A Woman Scorned
By Steven Robert Allen
NOVEMBER 9, 1998:
By the time the lights go up at the end of the Riverside Repertory
Theatre's jazzy new adaptation of Euripides' Medea, you'll
know exactly what sweet William Shakespeare meant when he said,
"Hell hath no fury like a woman scorned."
Medea, the sorceress daughter of the ruler of Colchis, falls deeply
in love with the Greek adventurer Jason after he arrives in her
homeland in search of the Golden Fleece. In testament to her love
for him, Medea deceives her father and kills her own brother to
help Jason obtain the fleece and escape.
The play picks up the story several years later. Jason has brought
Medea back with him to Greece. They're in love. They've had a
couple kids together. Yet the situation is far from perfect. Medea
is an immigrant, alienated from the xenophobic citizenry of Greece.
She's given up everything--her family, her homeland, her morality--all
for the man she loves.
At this point, Jason decides he wants to drop Medea in favor of
the king's lovely young daughter, a union that would not only
provide him with an exciting new sex toy but also greatly further
his political ambitions. When Jason tells Medea the news, she,
predictably, flips out.
This fine new adaptation by the Trajectory Theatre Group's Michael
Maiello cuts out and reconstructs sections of the classical text
that modern audiences might find stilted or overdone. Thankfully,
it leaves intact all of the astonishing thematic complexity and
emotional force of Euripides' original work.
The supporting cast here is at best inconsequential and at worst
irritating. This doesn't matter much, though, because the two
main characters--Medea, played by Tracey Jeanine, and Jason, played
by Albuquerque theater's jack-of-all-trades Joseph Pesce--are
fabulous. These two actors form such a tight,
charismatic nucleus that all others are reduced to simple props
for the couple's extraordinary bloody battle between the sexes.

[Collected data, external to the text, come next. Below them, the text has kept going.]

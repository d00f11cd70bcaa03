// Grupoj – A word grouping game
// Copyright (C) 2024  Neil Roberts
//
// This program is free software: you can redistribute it and/or modify
// it under the terms of the GNU General Public License as published by
// the Free Software Foundation, either version 3 of the License, or
// (at your option) any later version.
//
// This program is distributed in the hope that it will be useful,
// but WITHOUT ANY WARRANTY; without even the implied warranty of
// MERCHANTABILITY or FITNESS FOR A PARTICULAR PURPOSE.  See the
// GNU General Public License for more details.
//
// You should have received a copy of the GNU General Public License
// along with this program.  If not, see <http://www.gnu.org/licenses/>.

#[cfg(target_arch = "wasm32")]
mod wasm_game;
#[cfg(any(target_arch = "wasm32", test))]
mod grouping;
#[cfg(any(target_arch = "wasm32", test))]
mod positions;
#[cfg(any(target_arch = "wasm32", test))]
mod game_date;
#[cfg(any(target_arch = "wasm32", test))]
mod session;
#[cfg(any(target_arch = "wasm32", test))]
mod storage;
#[cfg(any(target_arch = "wasm32", test))]
mod config;
#[cfg(any(target_arch = "wasm32", test))]
mod sheet;
#[cfg(any(target_arch = "wasm32", test))]
mod engine;
#[cfg(any(target_arch = "wasm32", test))]
mod view;
#[cfg(test)]
mod runtime;
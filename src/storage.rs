// Grupoj – A word grouping game
// Copyright (C) 2024  Neil Roberts
//
// This program is free software: you can redistribute it and/or modify
// it under the terms of the GNU General Public License as published by
// the Free Software Foundation, either version 3 of the License, or
// (at your option) any later version.
//
// This program is distributed in the hope that it will be useful,
// but WITHOUT ANY WARRANTY; without even the implied warranty of
// MERCHANTABILITY or FITNESS FOR A PARTICULAR PURPOSE.  See the
// GNU General Public License for more details.
//
// You should have received a copy of the GNU General Public License
// along with this program.  If not, see <http://www.gnu.org/licenses/>.

use super::session::Session;
use std::collections::HashMap;

#[derive(Debug, thiserror::Error)]
pub enum Error {
    #[error("storage is not available")]
    Unavailable,
    #[error("{0}")]
    Io(#[from] std::io::Error),
    #[error("{0}")]
    Backend(String),
}

/// A key-value store used as a save slot. It knows nothing about what
/// is stored in it.
pub trait SaveSlot {
    fn get(&self, key: &str) -> Result<Option<String>, Error>;
    fn set(&mut self, key: &str, value: &str) -> Result<(), Error>;
    fn delete(&mut self, key: &str) -> Result<(), Error>;
}

#[derive(Debug, Default)]
pub struct MemorySlot {
    values: HashMap<String, String>,
}

impl MemorySlot {
    pub fn new() -> MemorySlot {
        MemorySlot::default()
    }
}

impl SaveSlot for MemorySlot {
    fn get(&self, key: &str) -> Result<Option<String>, Error> {
        Ok(self.values.get(key).cloned())
    }

    fn set(&mut self, key: &str, value: &str) -> Result<(), Error> {
        self.values.insert(key.to_string(), value.to_string());
        Ok(())
    }

    fn delete(&mut self, key: &str) -> Result<(), Error> {
        self.values.remove(key);
        Ok(())
    }
}

/// Stores each key as a JSON file in a directory.
#[cfg(not(target_arch = "wasm32"))]
pub struct FileSlot {
    dir: std::path::PathBuf,
}

#[cfg(not(target_arch = "wasm32"))]
impl FileSlot {
    pub fn new<P: Into<std::path::PathBuf>>(dir: P) -> FileSlot {
        FileSlot { dir: dir.into() }
    }

    fn path_for_key(&self, key: &str) -> std::path::PathBuf {
        self.dir.join(format!("{}.json", key))
    }
}

#[cfg(not(target_arch = "wasm32"))]
impl SaveSlot for FileSlot {
    fn get(&self, key: &str) -> Result<Option<String>, Error> {
        match std::fs::read_to_string(self.path_for_key(key)) {
            Ok(value) => Ok(Some(value)),
            Err(e) if e.kind() == std::io::ErrorKind::NotFound => Ok(None),
            Err(e) => Err(e.into()),
        }
    }

    fn set(&mut self, key: &str, value: &str) -> Result<(), Error> {
        std::fs::create_dir_all(&self.dir)?;
        std::fs::write(self.path_for_key(key), value)?;
        Ok(())
    }

    fn delete(&mut self, key: &str) -> Result<(), Error> {
        match std::fs::remove_file(self.path_for_key(key)) {
            Err(e) if e.kind() != std::io::ErrorKind::NotFound => Err(e.into()),
            _ => Ok(()),
        }
    }
}

/// Loads the saved session for the day of `date_key`. Anything that
/// goes wrong, including a save from another day, is treated as there
/// being no save.
pub fn load_session<S>(slot: &S, key: &str, date_key: &str) -> Option<Session>
    where S: SaveSlot + ?Sized
{
    let saved = match slot.get(key) {
        Ok(Some(saved)) => saved,
        Ok(None) => return None,
        Err(e) => {
            tracing::warn!("Error loading saved game: {}", e);
            return None;
        },
    };

    let session = match saved.parse::<Session>() {
        Ok(session) => session,
        Err(e) => {
            tracing::warn!("Error parsing saved game: {}", e);
            return None;
        },
    };

    if session.date_key != date_key {
        tracing::debug!(
            saved = %session.date_key,
            today = %date_key,
            "Ignoring saved game from another day",
        );
        return None;
    }

    Some(session)
}

pub fn save_session<S>(slot: &mut S, key: &str, session: &Session)
    where S: SaveSlot + ?Sized
{
    let json = match session.to_json() {
        Ok(json) => json,
        Err(e) => {
            tracing::warn!("Error serializing game: {}", e);
            return;
        },
    };

    if let Err(e) = slot.set(key, &json) {
        tracing::warn!("Error saving game: {}", e);
    }
}

pub fn clear_session<S>(slot: &mut S, key: &str)
    where S: SaveSlot + ?Sized
{
    if let Err(e) = slot.delete(key) {
        tracing::warn!("Error clearing saved game: {}", e);
    }
}

#[cfg(test)]
pub struct BrokenSlot;

#[cfg(test)]
impl SaveSlot for BrokenSlot {
    fn get(&self, _key: &str) -> Result<Option<String>, Error> {
        Err(Error::Unavailable)
    }

    fn set(&mut self, _key: &str, _value: &str) -> Result<(), Error> {
        Err(Error::Backend("quota exceeded".to_string()))
    }

    fn delete(&mut self, _key: &str) -> Result<(), Error> {
        Err(Error::Unavailable)
    }
}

Jeanine lets loose the perfect erotic rage that this adaptation
requires. If it came down to a fistfight, she could no doubt kick
Jason's keister. At the same time, she remains a supremely feminine
persona. Oddly enough, the new object of Jason's desire, the mousy
Princess Creusa, played comically by Annie Giannini, is a sexless
matchstick figure compared to the potent, seething, brutal eroticism
of Jeanine's Medea.
Pesce has exhibited his versatile talents very well in the recent
past. Here he looks and acts like he's stepped right off of a
Grecian urn. He immerses himself in his role so completely that
he enters and leaves the stage as a fully realized, thoroughly
believable Jason.
Although Medea is packed with political, social and feminist
themes, these never get in the way of the overall emotional impact
of the performance. The interaction between two wonderful actors
in this new version of one of the greatest tragic pieces of all
time results in truly essential theater.